What's in the Box? An Analysis of Undesirable Content in the Common
Crawl Corpus
- URL: http://arxiv.org/abs/2105.02732v2
- Date: Fri, 7 May 2021 17:28:38 GMT
- Title: What's in the Box? An Analysis of Undesirable Content in the Common
Crawl Corpus
- Authors: Alexandra Sasha Luccioni, Joseph D. Viviano
- Abstract summary: We analyze the Common Crawl, a colossal web corpus extensively used for training language models.
We find that it contains a significant amount of undesirable content, including hate speech and sexually explicit content, even after filtering procedures.
- Score: 77.34726150561087
- License: http://arxiv.org/licenses/nonexclusive-distrib/1.0/
- Abstract: Whereas much of the success of the current generation of neural language
models has been driven by increasingly large training corpora, relatively
little research has been dedicated to analyzing these massive sources of
textual data.
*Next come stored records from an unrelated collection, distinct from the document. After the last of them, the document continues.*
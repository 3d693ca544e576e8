//! ethgate — policy-evaluation gate CLI
//!
//! Evaluates an action descriptor against a policy document and writes a
//! sealed JSON decision record plus a Markdown audit report.
//!
//! Usage:
//!   ethgate evaluate --action action.json --policy policy.json \
//!       --out out/decision.json --audit out/audit.md
//!   ethgate verify --record out/decision.json
//!   ethgate explain --policy policy.toml

use std::path::{Path, PathBuf};

use clap::{Parser, Subcommand};
use tracing::debug;
use tracing_subscriber::EnvFilter;

use ethgate_audit::{render_report, verify_record, FileAuditWriter, InMemoryAuditWriter};
use ethgate_contracts::{
    action::ActionDocument,
    error::{EthgateError, EthgateResult},
    record::DecisionRecord,
};
use ethgate_core::Gate;
use ethgate_policy::{load_document, RuleEngine};

// ── CLI definition ────────────────────────────────────────────────────────────

/// ethgate — decide whether an action may proceed, must be modified, or is
/// rejected, and record why.
#[derive(Parser)]
#[command(
    name = "ethgate",
    version,
    about = "Policy-evaluation gate for proposed actions",
    long_about = "Evaluates an action descriptor against hard blocks, context rules,\n\
                  and soft constraints, then writes an auditable decision record."
)]
struct Cli {
    #[command(subcommand)]
    command: Command,
}

#[derive(Subcommand)]
enum Command {
    /// Evaluate one action and write the decision record and audit report.
    Evaluate {
        /// Action descriptor (JSON, or TOML by extension). Missing means `{}`.
        #[arg(long)]
        action: PathBuf,
        /// Policy document (JSON, or TOML by extension). Missing means `{}`.
        #[arg(long)]
        policy: PathBuf,
        /// Where to write the JSON decision record.
        #[arg(long, required_unless_present = "dry_run")]
        out: Option<PathBuf>,
        /// Where to write the Markdown audit report.
        #[arg(long, required_unless_present = "dry_run")]
        audit: Option<PathBuf>,
        /// Print the audit report instead of writing any files.
        #[arg(long)]
        dry_run: bool,
    },
    /// Check that a decision record still matches its digest.
    Verify {
        /// Path to a decision record written by `evaluate`.
        #[arg(long)]
        record: PathBuf,
    },
    /// Print the effective policy with all defaults applied.
    Explain {
        /// Policy document (JSON, or TOML by extension).
        #[arg(long)]
        policy: PathBuf,
    },
}

// ── Entry point ───────────────────────────────────────────────────────────────

fn main() {
    // Structured logging to stderr. Set RUST_LOG=debug for rule-level detail.
    tracing_subscriber::fmt()
        .with_env_filter(
            EnvFilter::try_from_default_env().unwrap_or_else(|_| EnvFilter::new("warn")),
        )
        .with_writer(std::io::stderr)
        .with_target(false)
        .compact()
        .init();

    let cli = Cli::parse();

    let result = match cli.command {
        Command::Evaluate {
            action,
            policy,
            out,
            audit,
            dry_run,
        } => run_evaluate(&action, &policy, out, audit, dry_run),
        Command::Verify { record } => run_verify(&record),
        Command::Explain { policy } => run_explain(&policy),
    };

    match result {
        Ok(true) => {}
        Ok(false) => std::process::exit(1),
        Err(e) => {
            eprintln!("error: {}", e);
            std::process::exit(1);
        }
    }
}

// ── Commands ──────────────────────────────────────────────────────────────────

/// Both inputs are loaded before any output is written, so malformed input
/// aborts the run with no artifacts on disk.
fn run_evaluate(
    action_path: &Path,
    policy_path: &Path,
    out: Option<PathBuf>,
    audit: Option<PathBuf>,
    dry_run: bool,
) -> EthgateResult<bool> {
    let document = ActionDocument::new(load_document(action_path)?);
    let engine = RuleEngine::from_file(policy_path)?;

    debug!(
        action = %action_path.display(),
        policy = %policy_path.display(),
        dry_run,
        "inputs loaded"
    );

    if dry_run {
        let gate = Gate::new(Box::new(engine), Box::new(InMemoryAuditWriter::new()));
        let record = gate.check(document)?;
        print!("{}", render_report(&record));
        return Ok(true);
    }

    let (out, audit) = match (out, audit) {
        (Some(out), Some(audit)) => (out, audit),
        _ => {
            return Err(EthgateError::ConfigError {
                reason: "--out and --audit are required unless --dry-run is set".to_string(),
            })
        }
    };

    let writer = FileAuditWriter::new(&out, &audit);
    let gate = Gate::new(Box::new(engine), Box::new(writer));
    gate.check(document)?;

    println!("Wrote {}", out.display());
    println!("Wrote {}", audit.display());
    Ok(true)
}

fn run_verify(record_path: &Path) -> EthgateResult<bool> {
    let contents =
        std::fs::read_to_string(record_path).map_err(|e| EthgateError::ReadFailed {
            path: record_path.display().to_string(),
            reason: e.to_string(),
        })?;
    let record: DecisionRecord =
        serde_json::from_str(&contents).map_err(|e| EthgateError::MalformedDocument {
            path: record_path.display().to_string(),
            reason: format!("not a decision record: {}", e),
        })?;

    if verify_record(&record) {
        println!(
            "OK {} ({}) digest {}",
            record.evaluation_id.0, record.decision, record.digest
        );
        Ok(true)
    } else {
        println!("TAMPERED {} digest mismatch", record.evaluation_id.0);
        Ok(false)
    }
}

fn run_explain(policy_path: &Path) -> EthgateResult<bool> {
    let engine = RuleEngine::from_file(policy_path)?;
    let text =
        serde_json::to_string_pretty(engine.policy()).map_err(|e| EthgateError::Serialization {
            reason: e.to_string(),
        })?;
    println!("{}", text);
    Ok(true)
}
In this exploratory analysis, we delve deeper into the Common
Crawl, a colossal web corpus that is extensively used for training language
models. We find that it contains a significant amount of undesirable content,
including hate speech and sexually explicit content, even after filtering
procedures. We conclude with a discussion of the potential impacts of this
content on language models and call for more mindful approach to corpus
collection and analysis.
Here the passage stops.